▸ WORK TO BE COMPLETED: Copy out the records that follow, leaving every character as it is.

▸ DATA FOR ANALYSIS:

************

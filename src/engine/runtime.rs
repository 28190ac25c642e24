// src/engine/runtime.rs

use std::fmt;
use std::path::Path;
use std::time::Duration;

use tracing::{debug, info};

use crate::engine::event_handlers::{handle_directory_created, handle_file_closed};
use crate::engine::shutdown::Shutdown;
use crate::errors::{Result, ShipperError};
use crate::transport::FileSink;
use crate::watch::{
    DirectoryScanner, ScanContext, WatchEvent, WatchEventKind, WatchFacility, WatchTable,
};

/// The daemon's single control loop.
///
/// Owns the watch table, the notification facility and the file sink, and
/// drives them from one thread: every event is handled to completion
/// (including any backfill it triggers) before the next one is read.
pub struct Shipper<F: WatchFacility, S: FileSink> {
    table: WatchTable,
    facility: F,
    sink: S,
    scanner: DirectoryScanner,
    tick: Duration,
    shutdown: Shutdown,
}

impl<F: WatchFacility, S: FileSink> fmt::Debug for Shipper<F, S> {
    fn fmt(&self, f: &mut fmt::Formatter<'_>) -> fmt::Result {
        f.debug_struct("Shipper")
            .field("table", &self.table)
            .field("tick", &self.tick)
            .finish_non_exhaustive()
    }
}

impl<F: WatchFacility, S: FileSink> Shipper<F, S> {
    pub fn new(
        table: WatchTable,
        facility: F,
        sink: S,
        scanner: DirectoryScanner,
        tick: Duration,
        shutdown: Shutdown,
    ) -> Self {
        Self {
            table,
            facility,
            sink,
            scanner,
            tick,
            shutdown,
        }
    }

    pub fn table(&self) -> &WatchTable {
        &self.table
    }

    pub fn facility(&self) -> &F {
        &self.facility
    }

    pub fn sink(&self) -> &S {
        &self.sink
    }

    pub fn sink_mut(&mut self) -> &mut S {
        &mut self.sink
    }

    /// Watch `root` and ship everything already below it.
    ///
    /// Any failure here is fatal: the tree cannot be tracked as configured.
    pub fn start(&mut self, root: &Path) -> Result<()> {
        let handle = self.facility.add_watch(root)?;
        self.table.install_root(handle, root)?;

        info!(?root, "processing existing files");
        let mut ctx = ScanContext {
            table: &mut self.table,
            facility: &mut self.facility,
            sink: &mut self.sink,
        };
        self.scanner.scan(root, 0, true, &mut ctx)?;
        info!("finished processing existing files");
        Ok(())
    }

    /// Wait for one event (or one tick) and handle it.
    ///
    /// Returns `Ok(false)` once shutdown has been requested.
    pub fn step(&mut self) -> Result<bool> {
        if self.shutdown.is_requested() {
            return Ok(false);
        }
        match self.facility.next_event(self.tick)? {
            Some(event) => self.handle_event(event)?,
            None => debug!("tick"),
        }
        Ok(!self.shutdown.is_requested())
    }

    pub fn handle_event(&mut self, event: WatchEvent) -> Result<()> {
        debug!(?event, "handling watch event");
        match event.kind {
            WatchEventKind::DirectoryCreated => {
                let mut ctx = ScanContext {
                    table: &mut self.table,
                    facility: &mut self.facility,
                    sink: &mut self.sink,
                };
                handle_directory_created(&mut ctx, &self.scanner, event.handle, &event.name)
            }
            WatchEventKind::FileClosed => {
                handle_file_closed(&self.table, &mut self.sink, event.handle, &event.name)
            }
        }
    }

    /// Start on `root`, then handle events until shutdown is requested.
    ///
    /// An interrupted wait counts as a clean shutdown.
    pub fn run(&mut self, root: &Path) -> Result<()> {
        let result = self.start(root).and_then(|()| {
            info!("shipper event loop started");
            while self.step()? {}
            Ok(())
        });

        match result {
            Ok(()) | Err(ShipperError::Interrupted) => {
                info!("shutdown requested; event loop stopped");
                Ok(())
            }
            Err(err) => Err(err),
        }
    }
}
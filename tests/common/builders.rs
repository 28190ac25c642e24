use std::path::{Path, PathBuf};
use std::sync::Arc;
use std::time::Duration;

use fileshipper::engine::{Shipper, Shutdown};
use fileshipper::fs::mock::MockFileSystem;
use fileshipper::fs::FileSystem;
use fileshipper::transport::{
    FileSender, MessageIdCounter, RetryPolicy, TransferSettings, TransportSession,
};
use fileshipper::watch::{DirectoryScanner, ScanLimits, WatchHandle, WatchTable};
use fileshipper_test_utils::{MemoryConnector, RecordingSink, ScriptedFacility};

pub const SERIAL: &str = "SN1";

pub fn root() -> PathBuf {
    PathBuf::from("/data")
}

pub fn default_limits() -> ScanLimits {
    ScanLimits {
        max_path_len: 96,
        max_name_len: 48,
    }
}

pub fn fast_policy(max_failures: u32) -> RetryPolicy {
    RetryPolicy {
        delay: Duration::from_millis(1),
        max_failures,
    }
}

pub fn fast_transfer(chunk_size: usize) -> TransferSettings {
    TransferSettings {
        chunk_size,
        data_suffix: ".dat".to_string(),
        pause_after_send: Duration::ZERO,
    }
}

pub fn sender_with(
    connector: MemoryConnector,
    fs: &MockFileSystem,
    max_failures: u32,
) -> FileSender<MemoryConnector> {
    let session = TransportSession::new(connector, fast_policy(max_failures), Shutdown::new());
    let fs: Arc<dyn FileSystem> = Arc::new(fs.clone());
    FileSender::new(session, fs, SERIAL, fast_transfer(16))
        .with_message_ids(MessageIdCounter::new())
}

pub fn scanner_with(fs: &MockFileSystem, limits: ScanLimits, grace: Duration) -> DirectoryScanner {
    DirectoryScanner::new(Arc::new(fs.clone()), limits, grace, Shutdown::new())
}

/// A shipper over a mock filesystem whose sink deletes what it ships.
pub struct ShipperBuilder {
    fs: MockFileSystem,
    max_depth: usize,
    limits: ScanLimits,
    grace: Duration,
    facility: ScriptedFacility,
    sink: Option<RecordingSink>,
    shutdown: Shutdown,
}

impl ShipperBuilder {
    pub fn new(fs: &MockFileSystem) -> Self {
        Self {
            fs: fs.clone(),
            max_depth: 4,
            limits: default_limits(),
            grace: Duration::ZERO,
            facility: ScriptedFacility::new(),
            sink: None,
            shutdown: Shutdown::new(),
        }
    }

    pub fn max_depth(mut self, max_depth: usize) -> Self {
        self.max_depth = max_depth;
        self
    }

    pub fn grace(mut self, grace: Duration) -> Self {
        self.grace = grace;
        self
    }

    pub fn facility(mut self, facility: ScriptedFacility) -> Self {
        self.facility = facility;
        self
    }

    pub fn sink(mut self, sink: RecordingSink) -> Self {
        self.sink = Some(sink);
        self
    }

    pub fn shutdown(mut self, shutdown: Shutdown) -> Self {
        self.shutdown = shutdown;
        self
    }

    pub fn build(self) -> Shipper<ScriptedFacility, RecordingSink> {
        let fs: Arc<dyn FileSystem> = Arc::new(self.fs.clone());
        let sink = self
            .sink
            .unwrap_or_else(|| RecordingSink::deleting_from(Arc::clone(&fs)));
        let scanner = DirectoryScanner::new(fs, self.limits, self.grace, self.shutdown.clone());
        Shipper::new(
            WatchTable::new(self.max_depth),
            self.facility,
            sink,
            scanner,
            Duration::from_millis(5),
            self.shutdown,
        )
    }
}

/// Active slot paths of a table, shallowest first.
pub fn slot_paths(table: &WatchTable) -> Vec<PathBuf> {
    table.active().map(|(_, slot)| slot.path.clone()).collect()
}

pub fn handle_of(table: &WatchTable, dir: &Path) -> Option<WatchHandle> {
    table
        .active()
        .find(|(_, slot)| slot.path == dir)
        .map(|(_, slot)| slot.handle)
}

************

▸ EXPECTED ANSWER:
filename src/engine/runtime.rs
repository 28190ac25c642e24
// src/engine/runtime.rs

use std::fmt;
use std::path::Path;
use std::time::Duration;

use tracing::{debug, info};

use crate::engine::event_handlers::{handle_directory_created, handle_file_closed};
use crate::engine::shutdown::Shutdown;
use crate::errors::{Result, ShipperError};
use crate::transport::FileSink;
use crate::watch::{
    DirectoryScanner, ScanContext, WatchEvent, WatchEventKind, WatchFacility, WatchTable,
};

/// The daemon's single control loop.
///
/// Owns the watch table, the notification facility and the file sink, and
/// drives them from one thread: every event is handled to completion
/// (including any backfill it triggers) before the next one is read.
pub struct Shipper<F: WatchFacility, S: FileSink> {
    table: WatchTable,
    facility: F,
    sink: S,
    scanner: DirectoryScanner,
    tick: Duration,
    shutdown: Shutdown,
}

impl<F: WatchFacility, S: FileSink> fmt::Debug for Shipper<F, S> {
    fn fmt(&self, f: &mut fmt::Formatter<'_>) -> fmt::Result {
        f.debug_struct("Shipper")
            .field("table", &self.table)
            .field("tick", &self.tick)
            .finish_non_exhaustive()
    }
}

impl<F: WatchFacility, S: FileSink> Shipper<F, S> {
    pub fn new(
        table: WatchTable,
        facility: F,
        sink: S,
        scanner: DirectoryScanner,
        tick: Duration,
        shutdown: Shutdown,
    ) -> Self {
        Self {
            table,
            facility,
            sink,
            scanner,
            tick,
            shutdown,
        }
    }

    pub fn table(&self) -> &WatchTable {
        &self.table
    }

    pub fn facility(&self) -> &F {
        &self.facility
    }

    pub fn sink(&self) -> &S {
        &self.sink
    }

    pub fn sink_mut(&mut self) -> &mut S {
        &mut self.sink
    }

    /// Watch `root` and ship everything already below it.
    ///
    /// Any failure here is fatal: the tree cannot be tracked as configured.
    pub fn start(&mut self, root: &Path) -> Result<()> {
        let handle = self.facility.add_watch(root)?;
        self.table.install_root(handle, root)?;

        info!(?root, "processing existing files");
        let mut ctx = ScanContext {
            table: &mut self.table,
            facility: &mut self.facility,
            sink: &mut self.sink,
        };
        self.scanner.scan(root, 0, true, &mut ctx)?;
        info!("finished processing existing files");
        Ok(())
    }

    /// Wait for one event (or one tick) and handle it.
    ///
    /// Returns `Ok(false)` once shutdown has been requested.
    pub fn step(&mut self) -> Result<bool> {
        if self.shutdown.is_requested() {
            return Ok(false);
        }
        match self.facility.next_event(self.tick)? {
            Some(event) => self.handle_event(event)?,
            None => debug!("tick"),
        }
        Ok(!self.shutdown.is_requested())
    }

    pub fn handle_event(&mut self, event: WatchEvent) -> Result<()> {
        debug!(?event, "handling watch event");
        match event.kind {
            WatchEventKind::DirectoryCreated => {
                let mut ctx = ScanContext {
                    table: &mut self.table,
                    facility: &mut self.facility,
                    sink: &mut self.sink,
                };
                handle_directory_created(&mut ctx, &self.scanner, event.handle, &event.name)
            }
            WatchEventKind::FileClosed => {
                handle_file_closed(&self.table, &mut self.sink, event.handle, &event.name)
            }
        }
    }

    /// Start on `root`, then handle events until shutdown is requested.
    ///
    /// An interrupted wait counts as a clean shutdown.
    pub fn run(&mut self, root: &Path) -> Result<()> {
        let result = self.start(root).and_then(|()| {
            info!("shipper event loop started");
            while self.step()? {}
            Ok(())
        });

        match result {
            Ok(()) | Err(ShipperError::Interrupted) => {
                info!("shutdown requested; event loop stopped");
                Ok(())
            }
            Err(err) => Err(err),
        }
    }
}
filename tests/common/builders.rs
repository 28190ac25c642e24
use std::path::{Path, PathBuf};
use std::sync::Arc;
use std::time::Duration;

use fileshipper::engine::{Shipper, Shutdown};
use fileshipper::fs::mock::MockFileSystem;
use fileshipper::fs::FileSystem;
use fileshipper::transport::{
    FileSender, MessageIdCounter, RetryPolicy, TransferSettings, TransportSession,
};
use fileshipper::watch::{DirectoryScanner, ScanLimits, WatchHandle, WatchTable};
use fileshipper_test_utils::{MemoryConnector, RecordingSink, ScriptedFacility};

pub const SERIAL: &str = "SN1";

pub fn root() -> PathBuf {
    PathBuf::from("/data")
}

pub fn default_limits() -> ScanLimits {
    ScanLimits {
        max_path_len: 96,
        max_name_len: 48,
    }
}

pub fn fast_policy(max_failures: u32) -> RetryPolicy {
    RetryPolicy {
        delay: Duration::from_millis(1),
        max_failures,
    }
}

pub fn fast_transfer(chunk_size: usize) -> TransferSettings {
    TransferSettings {
        chunk_size,
        data_suffix: ".dat".to_string(),
        pause_after_send: Duration::ZERO,
    }
}

pub fn sender_with(
    connector: MemoryConnector,
    fs: &MockFileSystem,
    max_failures: u32,
) -> FileSender<MemoryConnector> {
    let session = TransportSession::new(connector, fast_policy(max_failures), Shutdown::new());
    let fs: Arc<dyn FileSystem> = Arc::new(fs.clone());
    FileSender::new(session, fs, SERIAL, fast_transfer(16))
        .with_message_ids(MessageIdCounter::new())
}

pub fn scanner_with(fs: &MockFileSystem, limits: ScanLimits, grace: Duration) -> DirectoryScanner {
    DirectoryScanner::new(Arc::new(fs.clone()), limits, grace, Shutdown::new())
}

/// A shipper over a mock filesystem whose sink deletes what it ships.
pub struct ShipperBuilder {
    fs: MockFileSystem,
    max_depth: usize,
    limits: ScanLimits,
    grace: Duration,
    facility: ScriptedFacility,
    sink: Option<RecordingSink>,
    shutdown: Shutdown,
}

impl ShipperBuilder {
    pub fn new(fs: &MockFileSystem) -> Self {
        Self {
            fs: fs.clone(),
            max_depth: 4,
            limits: default_limits(),
            grace: Duration::ZERO,
            facility: ScriptedFacility::new(),
            sink: None,
            shutdown: Shutdown::new(),
        }
    }

    pub fn max_depth(mut self, max_depth: usize) -> Self {
        self.max_depth = max_depth;
        self
    }

    pub fn grace(mut self, grace: Duration) -> Self {
        self.grace = grace;
        self
    }

    pub fn facility(mut self, facility: ScriptedFacility) -> Self {
        self.facility = facility;
        self
    }

    pub fn sink(mut self, sink: RecordingSink) -> Self {
        self.sink = Some(sink);
        self
    }

    pub fn shutdown(mut self, shutdown: Shutdown) -> Self {
        self.shutdown = shutdown;
        self
    }

    pub fn build(self) -> Shipper<ScriptedFacility, RecordingSink> {
        let fs: Arc<dyn FileSystem> = Arc::new(self.fs.clone());
        let sink = self
            .sink
            .unwrap_or_else(|| RecordingSink::deleting_from(Arc::clone(&fs)));
        let scanner = DirectoryScanner::new(fs, self.limits, self.grace, self.shutdown.clone());
        Shipper::new(
            WatchTable::new(self.max_depth),
            self.facility,
            sink,
            scanner,
            Duration::from_millis(5),
            self.shutdown,
        )
    }
}

/// Active slot paths of a table, shallowest first.
pub fn slot_paths(table: &WatchTable) -> Vec<PathBuf> {
    table.active().map(|(_, slot)| slot.path.clone()).collect()
}

pub fn handle_of(table: &WatchTable, dir: &Path) -> Option<WatchHandle> {
    table
        .active()
        .find(|(_, slot)| slot.path == dir)
        .map(|(_, slot)| slot.handle)
}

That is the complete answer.